Tuesday, December 18, 2012
Howard Schatz: At The Fights, In The Studio
Howard Schatz’s 19th book is an in-depth exploration of the forms, shapes and textures of all things boxing, and the images are exceptional
| This Article Features Photo Zoom |
Even a casual sports fan will recognize many of the famous faces in the book: Manny Pacquiao, Joe Frazier, Mike Tyson. This makes it all the more impressive that Schatz was able to recruit them to the project. The farther he went, the easier it got.
"The more money an athlete makes," Schatz says, "the harder it is to get them to your studio. But this was a six-year project, and slowly but surely, more and more people came on. I got Jim Lampley, I got the great writers, I got the commissioners, the promoters, the managers.
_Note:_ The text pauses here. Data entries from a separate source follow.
//! Local filesystem helpers: build file loading and path expansion.

use std::path::{Path, PathBuf};

use anyhow::{Context, Result};

use crate::domain::{BuildFile, ConfigError};

/// Read and parse a build file.
///
/// # Errors
///
/// Returns an error if the file cannot be read or is not a valid build file.
pub fn load_build_file(path: &Path) -> Result<BuildFile> {
    let content =
        std::fs::read_to_string(path).with_context(|| format!("reading {}", path.display()))?;
    BuildFile::from_yaml(&content).with_context(|| format!("parsing {}", path.display()))
}

/// Fail unless `path` is an existing regular file.
///
/// # Errors
///
/// Returns `ConfigError::MissingProxyBinary` naming the path.
pub fn require_proxy_binary(path: &Path) -> Result<(), ConfigError> {
    if path.is_file() {
        Ok(())
    } else {
        Err(ConfigError::MissingProxyBinary(path.display().to_string()))
    }
}

/// Expand a leading `~` to the home directory. Other paths are returned as is.
#[must_use]
pub fn expand_tilde(path: &str) -> PathBuf {
    let rest = match path.strip_prefix('~') {
        Some(rest) if rest.is_empty() || rest.starts_with('/') => rest.trim_start_matches('/'),
        _ => return PathBuf::from(path),
    };
    match dirs::home_dir() {
        Some(home) if rest.is_empty() => home,
        Some(home) => home.join(rest),
        None => PathBuf::from(path),
    }
}

/// Default playbook directory: `playbooks/` beside the build file.
#[must_use]
pub fn default_playbook_dir(build_file: &Path) -> PathBuf {
    build_file
        .parent()
        .unwrap_or_else(|| Path::new(""))
        .join("playbooks")
}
And slowly but surely, each of these very wealthy athletes felt the pressure of doing this, and I got almost every single champ who exists today.
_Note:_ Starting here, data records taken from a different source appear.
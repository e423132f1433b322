//! Structural tests for layer boundary enforcement.
//!
//! These tests scan source files so the layering stays intact as the crate
//! grows.

use std::path::{Path, PathBuf};

/// Collect all `.rs` files under a directory recursively.
fn collect_rs_files(dir: &Path) -> Vec<PathBuf> {
    let mut files = Vec::new();
    if let Ok(entries) = std::fs::read_dir(dir) {
        for entry in entries.flatten() {
            let path = entry.path();
            if path.is_dir() {
                files.extend(collect_rs_files(&path));
            } else if path.extension().and_then(|e| e.to_str()) == Some("rs") {
                files.push(path);
            }
        }
    }
    files
}

/// Non-comment lines that are not inside a `#[cfg(test)]` module.
fn production_lines(path: &Path) -> Vec<(usize, String)> {
    let Ok(content) = std::fs::read_to_string(path) else {
        return Vec::new();
    };
    let mut out = Vec::new();
    let mut depth = 0i32;
    let mut test_depth: Option<i32> = None;
    let mut pending_cfg_test = false;
    for (i, line) in content.lines().enumerate() {
        let trimmed = line.trim();
        if trimmed.starts_with("#[cfg(test)]") || trimmed.starts_with("#[cfg(all(test") {
            pending_cfg_test = true;
        }
        let in_test = test_depth.is_some() || pending_cfg_test;
        if !in_test && !trimmed.starts_with("//") && !trimmed.is_empty() {
            out.push((i + 1, line.to_string()));
        }
        for ch in line.chars() {
            match ch {
                '{' => {
                    if pending_cfg_test {
                        test_depth = Some(depth);
                        pending_cfg_test = false;
                    }
                    depth += 1;
                }
                '}' => {
                    depth -= 1;
                    if test_depth == Some(depth) {
                        test_depth = None;
                    }
                }
                _ => {}
            }
        }
        // `#[cfg(test)] mod foo;` has no body.
        if pending_cfg_test && trimmed.ends_with(';') && !trimmed.starts_with("#[") {
            pending_cfg_test = false;
        }
    }
    out
}

fn src() -> PathBuf {
    Path::new(env!("CARGO_MANIFEST_DIR")).join("src")
}

fn violations(dir: &Path, forbidden: &[&str]) -> Vec<String> {
    let mut found = Vec::new();
    for file in collect_rs_files(dir) {
        let rel = file
            .strip_prefix(env!("CARGO_MANIFEST_DIR"))
            .unwrap_or(&file)
            .display()
            .to_string();
        for (lineno, line) in production_lines(&file) {
            for needle in forbidden {
                if line.contains(needle) {
                    found.push(format!("{rel}:{lineno}: `{needle}`: {}", line.trim()));
                }
            }
        }
    }
    found
}

#[test]
fn domain_is_pure() {
    let found = violations(
        &src().join("domain"),
        &[
            "crate::application",
            "crate::infra",
            "crate::commands",
            "crate::output",
            "tokio::",
            "std::fs",
            "std::process",
            "std::net",
        ],
    );
    assert!(found.is_empty(), "domain/ must stay pure:\n{}", found.join("\n"));
}

#[test]
fn application_depends_only_on_domain_and_ports() {
    let found = violations(
        &src().join("application"),
        &["crate::infra", "crate::commands", "crate::output", "std::fs"],
    );
    assert!(
        found.is_empty(),
        "application/ must not reach into outer layers:\n{}",
        found.join("\n")
    );
}

#[test]
fn infra_has_no_imports_from_commands_or_output() {
    let found = violations(&src().join("infra"), &["crate::commands", "crate::output"]);
    assert!(
        found.is_empty(),
        "infra/ must not import presentation code:\n{}",
        found.join("\n")
    );
}

#[test]
fn command_runner_is_constructed_only_in_infra_or_app() {
    let mut found = Vec::new();
    for dir in ["application", "commands", "domain", "output"] {
        found.extend(violations(
            &src().join(dir),
            &["TokioCommandRunner::new", "TokioCommandRunner::default"],
        ));
    }
    assert!(
        found.is_empty(),
        "process runners are wired in app.rs only:\n{}",
        found.join("\n")
    );
}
"Partly, also," he continues, "it's a small world. Boxing isn't like baseball or football. Eventually, they all got behind me. When the images started getting published in The Ring magazine, I became well known in boxing fairly soon as somebody who made images that looked different from anybody else's. The writers wrote about it, the television announcers announced it, the promoters wanted me to make their pictures."
In Schatz's Arena
Once Schatz had an athlete in his studio, and he had explained his mission, he would set about making his special photographs. To do this, he started long before in the library, reading every book he could find about the sport and looking at almost every special photograph that has ever been made of a boxer. He'd develop a game plan, and then, of course, prepare to deviate from that plan as needed. That's how he surprises himself.
"Every time I shoot," he says, "I don't want to make stuff I've made before. It would bore me. I want to amaze myself. I told that to the boxers: Unless we're amazed, we've failed. So for every boxer who came in I had a list of 10 ideas, every one of which was different from anything I had done. I would start with one idea, and sometimes one idea led to something I never even thought of, and sometimes one idea wasn't so great and I went on to the second one. But I had a pile of ideas every single time. I tried to find my own way. I tried to not duplicate anything. That was the goal throughout, and the goal was informed by the fact that these are courageous, sometimes monstrous, powerful, passionate, sometimes vicious, sometimes dark, incredible characters. And I tried to make images that fit those adjectives."
Although Schatz is a master of sculpting subjects with light, it was the athletes' bodies that most garnered his attention. He directed boxers to imagine that someone was building a museum of boxing, and they'd be making a gigantic statue of a boxer using this pose as a model. How would you pose? And the boxers helped the photographer find strong, graphic, iconic poses.